戦争が終わると、東海精機の株主だったトヨタ自動車は、本田に「トヨタ向けの部品をつくったらどうか」と事業話を持ちかけてくれた。だが、本田宗一郎はこれをあっさり断ってしまう。
戦時中はトヨタからあれこれ言われても株主だからと仕方なくやっていたが、戦争が終わったのだから今度は自分の好き勝手なことをやりたい、と思ったわけだ。このあたりが本田らしい。

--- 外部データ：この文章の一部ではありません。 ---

pub use kurbo::{Affine, Point, Rect, Vec2};

use crate::foundation::math::mul_div255_u8;

/// Integer device-pixel rectangle, `left`/`top` inclusive and `right`/`bottom` exclusive.
#[derive(
    Clone, Copy, Debug, Default, PartialEq, Eq, Hash, serde::Serialize, serde::Deserialize,
)]
pub struct ClipRect {
    pub left: i32,
    pub top: i32,
    pub right: i32,
    pub bottom: i32,
}

impl ClipRect {
    pub const EMPTY: Self = Self {
        left: 0,
        top: 0,
        right: 0,
        bottom: 0,
    };

    pub fn new(left: i32, top: i32, right: i32, bottom: i32) -> Self {
        Self {
            left,
            top,
            right,
            bottom,
        }
    }

    pub fn from_size(width: u32, height: u32) -> Self {
        Self::new(0, 0, clamp_i32(width), clamp_i32(height))
    }

    /// Smallest integer rectangle covering `rect`.
    pub fn covering(rect: Rect) -> Self {
        Self::new(
            rect.x0.floor() as i32,
            rect.y0.floor() as i32,
            rect.x1.ceil() as i32,
            rect.y1.ceil() as i32,
        )
    }

    pub fn width(self) -> i32 {
        (self.right - self.left).max(0)
    }

    pub fn height(self) -> i32 {
        (self.bottom - self.top).max(0)
    }

    pub fn is_empty(self) -> bool {
        self.width() == 0 || self.height() == 0
    }

    pub fn area(self) -> u64 {
        (self.width() as u64) * (self.height() as u64)
    }

    pub fn contains(self, x: i32, y: i32) -> bool {
        x >= self.left && x < self.right && y >= self.top && y < self.bottom
    }

    pub fn intersect(self, other: Self) -> Self {
        let r = Self::new(
            self.left.max(other.left),
            self.top.max(other.top),
            self.right.min(other.right),
            self.bottom.min(other.bottom),
        );
        if r.is_empty() { Self::EMPTY } else { r }
    }

    /// Clamp to `[0, width] x [0, height]`.
    pub fn clamp_to(self, width: u32, height: u32) -> Self {
        let w = clamp_i32(width);
        let h = clamp_i32(height);
        let r = Self::new(
            self.left.clamp(0, w),
            self.top.clamp(0, h),
            self.right.clamp(0, w),
            self.bottom.clamp(0, h),
        );
        if r.is_empty() { Self::EMPTY } else { r }
    }

    pub fn to_rect(self) -> Rect {
        Rect::new(
            f64::from(self.left),
            f64::from(self.top),
            f64::from(self.right),
            f64::from(self.bottom),
        )
    }
}

fn clamp_i32(v: u32) -> i32 {
    i32::try_from(v).unwrap_or(i32::MAX)
}

/// The containing viewport the filtered geometry is drawn into, in device pixels.
#[derive(Clone, Copy, Debug, PartialEq, Eq, serde::Serialize, serde::Deserialize)]
pub struct Viewport {
    pub width: u32,
    pub height: u32,
}

impl Viewport {
    pub fn new(width: u32, height: u32) -> Self {
        Self { width, height }
    }

    pub fn bounds(self) -> ClipRect {
        ClipRect::from_size(self.width, self.height)
    }

    pub fn is_empty(self) -> bool {
        self.width == 0 || self.height == 0
    }
}

/// Straight (non-premultiplied) gamma-encoded RGBA8 colour, as written in filter configuration.
#[derive(Clone, Copy, Debug, PartialEq, Eq, Hash, serde::Serialize, serde::Deserialize)]
pub struct Rgba8 {
    pub r: u8,
    pub g: u8,
    pub b: u8,
    pub a: u8,
}

impl Rgba8 {
    pub const TRANSPARENT: Self = Self::new(0, 0, 0, 0);
    pub const BLACK: Self = Self::new(0, 0, 0, 255);

    pub const fn new(r: u8, g: u8, b: u8, a: u8) -> Self {
        Self { r, g, b, a }
    }

    pub fn to_array(self) -> [u8; 4] {
        [self.r, self.g, self.b, self.a]
    }

    /// Scale alpha by `opacity` (clamped to `[0, 1]`).
    pub fn with_opacity(self, opacity: f32) -> Self {
        let op = ((opacity.clamp(0.0, 1.0) * 255.0).round() as i32).clamp(0, 255) as u16;
        Self {
            a: mul_div255_u8(u16::from(self.a), op),
            ..self
        }
    }

    pub fn premultiplied(self) -> [u8; 4] {
        let a = u16::from(self.a);
        [
            mul_div255_u8(u16::from(self.r), a),
            mul_div255_u8(u16::from(self.g), a),
            mul_div255_u8(u16::from(self.b), a),
            self.a,
        ]
    }
}

impl Default for Rgba8 {
    fn default() -> Self {
        Self::BLACK
    }
}

/// Extract the per-axis scale factors of `transform` (length of the transformed unit vectors).
pub fn axis_scales(transform: Affine) -> (f64, f64) {
    let [a, b, c, d, _, _] = transform.as_coeffs();
    ((a * a + b * b).sqrt(), (c * c + d * d).sqrt())
}

/// Single scale factor for isotropic quantities under a possibly non-uniform transform.
pub fn diagonal_scale(transform: Affine) -> f64 {
    let (sx, sy) = axis_scales(transform);
    ((sx * sx + sy * sy) * 0.5).sqrt()
}

#[cfg(test)]
#[path = "../../tests/unit/foundation/core.rs"]
mod tests;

結局、東海精機をトヨタ自動車に売り渡して手にした金が45万円。これを元手に次に何をしようかと考えたが、思い当たらず、1年間様子を見ようと遊び暮らすことにし、「人間休業」を宣言した。
戦争が終わったとき本田は、「軍が威張りくさる時代が終わってよかったな」と漏らしていた。本田は権力と統制が大嫌いだった。この気質は後に通産官僚との対立まで引き起こすが、それはおいおい話していこう。
それにしても、敗戦後は日本中が食料難に苦しんでいた。だが、当時の人々がなんとか生き抜こうと懸命に野菜をつくったりするのを横目に、本田は女房に向こう1年食わしてくれと頼んで何もしないでいた。
30代の本田は、飛躍するどころかご隠居さんのような状況だった。女房のさち夫人によれば、ほとんどの時間は何もしないで「何も仙人」だったらしい。